[Stored items]
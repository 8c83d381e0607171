//! Cancelable deferred work for presentation pacing.
//!
//! Nothing here affects game correctness. Timers exist only so the host
//! can hide a message after a while and hold the game-over screen back a
//! moment after the final placement.
//!
//! Every timer records the [`Generation`] that was current when it was
//! scheduled. The owner bumps the generation on every new game and drops
//! any fired timer whose generation no longer matches, so a timer that
//! escapes cancellation still cannot act on a newer game.

use std::time::Duration;

/// Identity of one dealt game.
#[derive(Clone, Copy, Debug, Default, PartialEq, Eq, PartialOrd, Ord, Hash)]
pub struct Generation(pub u64);

impl Generation {
    /// The generation after this one.
    #[must_use]
    pub const fn next(self) -> Self {
        Self(self.0.wrapping_add(1))
    }
}

/// Handle for cancelling a timer.
#[derive(Clone, Copy, Debug, PartialEq, Eq, Hash)]
pub struct TimerId(u64);

/// What to do when a timer fires.
#[derive(Clone, Copy, Debug, PartialEq, Eq)]
pub enum DeferredAction {
    /// Hide the message with this id.
    DismissMessage(u64),
    /// Show the game-over screen.
    RevealGameOver,
}

/// A timer that came due.
#[derive(Clone, Copy, Debug, PartialEq, Eq)]
pub struct FiredTimer {
    /// Generation captured at schedule time.
    pub generation: Generation,
    /// The deferred action.
    pub action: DeferredAction,
}

#[derive(Clone, Debug)]
struct Pending {
    id: TimerId,
    due: Duration,
    generation: Generation,
    action: DeferredAction,
}

/// Timers driven by an externally supplied clock.
///
/// The host reports elapsed time through [`TimerQueue::advance_to`]; the
/// queue never reads a clock itself, which keeps the engine synchronous
/// and deterministic under test.
#[derive(Clone, Debug, Default)]
pub struct TimerQueue {
    now: Duration,
    next_id: u64,
    pending: Vec<Pending>,
}

impl TimerQueue {
    /// Create an empty queue at time zero.
    #[must_use]
    pub fn new() -> Self {
        Self::default()
    }

    /// Last time reported by the host.
    #[must_use]
    pub fn now(&self) -> Duration {
        self.now
    }

    /// Number of timers waiting to fire.
    #[must_use]
    pub fn len(&self) -> usize {
        self.pending.len()
    }

    /// Check if nothing is scheduled.
    #[must_use]
    pub fn is_empty(&self) -> bool {
        self.pending.is_empty()
    }

    /// Schedule `action` to fire `delay` after the current time.
    pub fn schedule(
        &mut self,
        delay: Duration,
        generation: Generation,
        action: DeferredAction,
    ) -> TimerId {
        let id = TimerId(self.next_id);
        self.next_id += 1;
        self.pending.push(Pending {
            id,
            due: self.now.saturating_add(delay),
            generation,
            action,
        });
        id
    }

    /// Cancel one timer. Returns whether it was still pending.
    pub fn cancel(&mut self, id: TimerId) -> bool {
        let before = self.pending.len();
        self.pending.retain(|p| p.id != id);
        self.pending.len() != before
    }

    /// Cancel timers matching a predicate on their action.
    pub fn cancel_where(&mut self, mut predicate: impl FnMut(&DeferredAction) -> bool) {
        self.pending.retain(|p| !predicate(&p.action));
    }

    /// Cancel everything.
    pub fn cancel_all(&mut self) {
        self.pending.clear();
    }

    /// Move the clock forward and return timers that came due, earliest
    /// first (ties in scheduling order).
    ///
    /// Time never runs backwards; an earlier `now` is ignored.
    pub fn advance_to(&mut self, now: Duration) -> Vec<FiredTimer> {
        self.now = self.now.max(now);

        let mut due: Vec<Pending> = Vec::new();
        let mut index = 0;
        while index < self.pending.len() {
            if self.pending[index].due <= self.now {
                due.push(self.pending.remove(index));
            } else {
                index += 1;
            }
        }
        due.sort_by_key(|p| (p.due, p.id.0));

        due.into_iter()
            .map(|p| FiredTimer {
                generation: p.generation,
                action: p.action,
            })
            .collect()
    }
}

▶ [What you will do] Every record, start to finish: reproduce it word for word.

▶ [Finished task]
repository 8c83d381e0607171
//! Cancelable deferred work for presentation pacing.
//!
//! Nothing here affects game correctness. Timers exist only so the host
//! can hide a message after a while and hold the game-over screen back a
//! moment after the final placement.
//!
//! Every timer records the [`Generation`] that was current when it was
//! scheduled. The owner bumps the generation on every new game and drops
//! any fired timer whose generation no longer matches, so a timer that
//! escapes cancellation still cannot act on a newer game.

use std::time::Duration;

/// Identity of one dealt game.
#[derive(Clone, Copy, Debug, Default, PartialEq, Eq, PartialOrd, Ord, Hash)]
pub struct Generation(pub u64);

impl Generation {
    /// The generation after this one.
    #[must_use]
    pub const fn next(self) -> Self {
        Self(self.0.wrapping_add(1))
    }
}

/// Handle for cancelling a timer.
#[derive(Clone, Copy, Debug, PartialEq, Eq, Hash)]
pub struct TimerId(u64);

/// What to do when a timer fires.
#[derive(Clone, Copy, Debug, PartialEq, Eq)]
pub enum DeferredAction {
    /// Hide the message with this id.
    DismissMessage(u64),
    /// Show the game-over screen.
    RevealGameOver,
}

/// A timer that came due.
#[derive(Clone, Copy, Debug, PartialEq, Eq)]
pub struct FiredTimer {
    /// Generation captured at schedule time.
    pub generation: Generation,
    /// The deferred action.
    pub action: DeferredAction,
}

#[derive(Clone, Debug)]
struct Pending {
    id: TimerId,
    due: Duration,
    generation: Generation,
    action: DeferredAction,
}

/// Timers driven by an externally supplied clock.
///
/// The host reports elapsed time through [`TimerQueue::advance_to`]; the
/// queue never reads a clock itself, which keeps the engine synchronous
/// and deterministic under test.
#[derive(Clone, Debug, Default)]
pub struct TimerQueue {
    now: Duration,
    next_id: u64,
    pending: Vec<Pending>,
}

impl TimerQueue {
    /// Create an empty queue at time zero.
    #[must_use]
    pub fn new() -> Self {
        Self::default()
    }

    /// Last time reported by the host.
    #[must_use]
    pub fn now(&self) -> Duration {
        self.now
    }

    /// Number of timers waiting to fire.
    #[must_use]
    pub fn len(&self) -> usize {
        self.pending.len()
    }

    /// Check if nothing is scheduled.
    #[must_use]
    pub fn is_empty(&self) -> bool {
        self.pending.is_empty()
    }

    /// Schedule `action` to fire `delay` after the current time.
    pub fn schedule(
        &mut self,
        delay: Duration,
        generation: Generation,
        action: DeferredAction,
    ) -> TimerId {
        let id = TimerId(self.next_id);
        self.next_id += 1;
        self.pending.push(Pending {
            id,
            due: self.now.saturating_add(delay),
            generation,
            action,
        });
        id
    }

    /// Cancel one timer. Returns whether it was still pending.
    pub fn cancel(&mut self, id: TimerId) -> bool {
        let before = self.pending.len();
        self.pending.retain(|p| p.id != id);
        self.pending.len() != before
    }

    /// Cancel timers matching a predicate on their action.
    pub fn cancel_where(&mut self, mut predicate: impl FnMut(&DeferredAction) -> bool) {
        self.pending.retain(|p| !predicate(&p.action));
    }

    /// Cancel everything.
    pub fn cancel_all(&mut self) {
        self.pending.clear();
    }

    /// Move the clock forward and return timers that came due, earliest
    /// first (ties in scheduling order).
    ///
    /// Time never runs backwards; an earlier `now` is ignored.
    pub fn advance_to(&mut self, now: Duration) -> Vec<FiredTimer> {
        self.now = self.now.max(now);

        let mut due: Vec<Pending> = Vec::new();
        let mut index = 0;
        while index < self.pending.len() {
            if self.pending[index].due <= self.now {
                due.push(self.pending.remove(index));
            } else {
                index += 1;
            }
        }
        due.sort_by_key(|p| (p.due, p.id.0));

        due.into_iter()
            .map(|p| FiredTimer {
                generation: p.generation,
                action: p.action,
            })
            .collect()
    }
}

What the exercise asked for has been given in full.